Exercise:
What is needed is an exact copy of all the lines below.

Provided material:
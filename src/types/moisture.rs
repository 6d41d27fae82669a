// SPDX-License-Identifier: MPL-2.0
// This Source Code Form is subject to the terms of the Mozilla Public
// License, v. 2.0. If a copy of the MPL was not distributed with this
// file, You can obtain one at https://mozilla.org/MPL/2.0/.

//! Soil moisture type.
//!
//! Soil moisture is the share of water held by the soil, expressed as a
//! percentage where 0 is bone dry and 100 is saturated.

use std::fmt;

use crate::error::ValueError;

/// Soil water content as a percentage (0-100).
///
/// # Examples
///
/// ```
/// use irrigation_panel::types::SoilMoisture;
///
/// let moisture = SoilMoisture::new(35.0).unwrap();
/// assert_eq!(moisture.to_string(), "35%");
///
/// assert_eq!(SoilMoisture::clamped(120.0), SoilMoisture::MAX);
/// ```
#[derive(Debug, Clone, Copy, PartialEq, PartialOrd, serde::Serialize, serde::Deserialize)]
#[serde(try_from = "f64", into = "f64")]
pub struct SoilMoisture(f64);

impl SoilMoisture {
    /// Completely dry soil (0%).
    pub const MIN: Self = Self(0.0);

    /// Saturated soil (100%).
    pub const MAX: Self = Self(100.0);

    /// Initial moisture of a fresh panel (50%).
    pub const DEFAULT: Self = Self(50.0);

    /// Creates a new soil moisture value.
    ///
    /// # Errors
    ///
    /// Returns `ValueError::OutOfRange` if value is outside [0, 100], or
    /// `ValueError::NotANumber` for NaN.
    pub fn new(percent: f64) -> Result<Self, ValueError> {
        super::checked("soil moisture", percent, Self::MIN.0, Self::MAX.0).map(Self)
    }

    /// Creates a soil moisture value, clamping to the valid range.
    ///
    /// NaN maps to [`SoilMoisture::DEFAULT`].
    #[must_use]
    pub fn clamped(percent: f64) -> Self {
        Self(super::clamp(
            percent,
            Self::MIN.0,
            Self::MAX.0,
            Self::DEFAULT.0,
        ))
    }

    /// Returns the moisture percentage.
    #[must_use]
    pub const fn value(&self) -> f64 {
        self.0
    }
}

impl Default for SoilMoisture {
    fn default() -> Self {
        Self::DEFAULT
    }
}

impl fmt::Display for SoilMoisture {
    fn fmt(&self, f: &mut fmt::Formatter<'_>) -> fmt::Result {
        write!(f, "{}%", self.0)
    }
}

impl TryFrom<f64> for SoilMoisture {
    type Error = ValueError;

    fn try_from(value: f64) -> Result<Self, Self::Error> {
        Self::new(value)
    }
}

impl From<SoilMoisture> for f64 {
    fn from(value: SoilMoisture) -> Self {
        value.0
    }
}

Exercise answer:
filename src/types/moisture.rs
repository 6d41d27fae82669a
// SPDX-License-Identifier: MPL-2.0
// This Source Code Form is subject to the terms of the Mozilla Public
// License, v. 2.0. If a copy of the MPL was not distributed with this
// file, You can obtain one at https://mozilla.org/MPL/2.0/.

//! Soil moisture type.
//!
//! Soil moisture is the share of water held by the soil, expressed as a
//! percentage where 0 is bone dry and 100 is saturated.

use std::fmt;

use crate::error::ValueError;

/// Soil water content as a percentage (0-100).
///
/// # Examples
///
/// ```
/// use irrigation_panel::types::SoilMoisture;
///
/// let moisture = SoilMoisture::new(35.0).unwrap();
/// assert_eq!(moisture.to_string(), "35%");
///
/// assert_eq!(SoilMoisture::clamped(120.0), SoilMoisture::MAX);
/// ```
#[derive(Debug, Clone, Copy, PartialEq, PartialOrd, serde::Serialize, serde::Deserialize)]
#[serde(try_from = "f64", into = "f64")]
pub struct SoilMoisture(f64);

impl SoilMoisture {
    /// Completely dry soil (0%).
    pub const MIN: Self = Self(0.0);

    /// Saturated soil (100%).
    pub const MAX: Self = Self(100.0);

    /// Initial moisture of a fresh panel (50%).
    pub const DEFAULT: Self = Self(50.0);

    /// Creates a new soil moisture value.
    ///
    /// # Errors
    ///
    /// Returns `ValueError::OutOfRange` if value is outside [0, 100], or
    /// `ValueError::NotANumber` for NaN.
    pub fn new(percent: f64) -> Result<Self, ValueError> {
        super::checked("soil moisture", percent, Self::MIN.0, Self::MAX.0).map(Self)
    }

    /// Creates a soil moisture value, clamping to the valid range.
    ///
    /// NaN maps to [`SoilMoisture::DEFAULT`].
    #[must_use]
    pub fn clamped(percent: f64) -> Self {
        Self(super::clamp(
            percent,
            Self::MIN.0,
            Self::MAX.0,
            Self::DEFAULT.0,
        ))
    }

    /// Returns the moisture percentage.
    #[must_use]
    pub const fn value(&self) -> f64 {
        self.0
    }
}

impl Default for SoilMoisture {
    fn default() -> Self {
        Self::DEFAULT
    }
}

impl fmt::Display for SoilMoisture {
    fn fmt(&self, f: &mut fmt::Formatter<'_>) -> fmt::Result {
        write!(f, "{}%", self.0)
    }
}

impl TryFrom<f64> for SoilMoisture {
    type Error = ValueError;

    fn try_from(value: f64) -> Result<Self, Self::Error> {
        Self::new(value)
    }
}

impl From<SoilMoisture> for f64 {
    fn from(value: SoilMoisture) -> Self {
        value.0
    }
}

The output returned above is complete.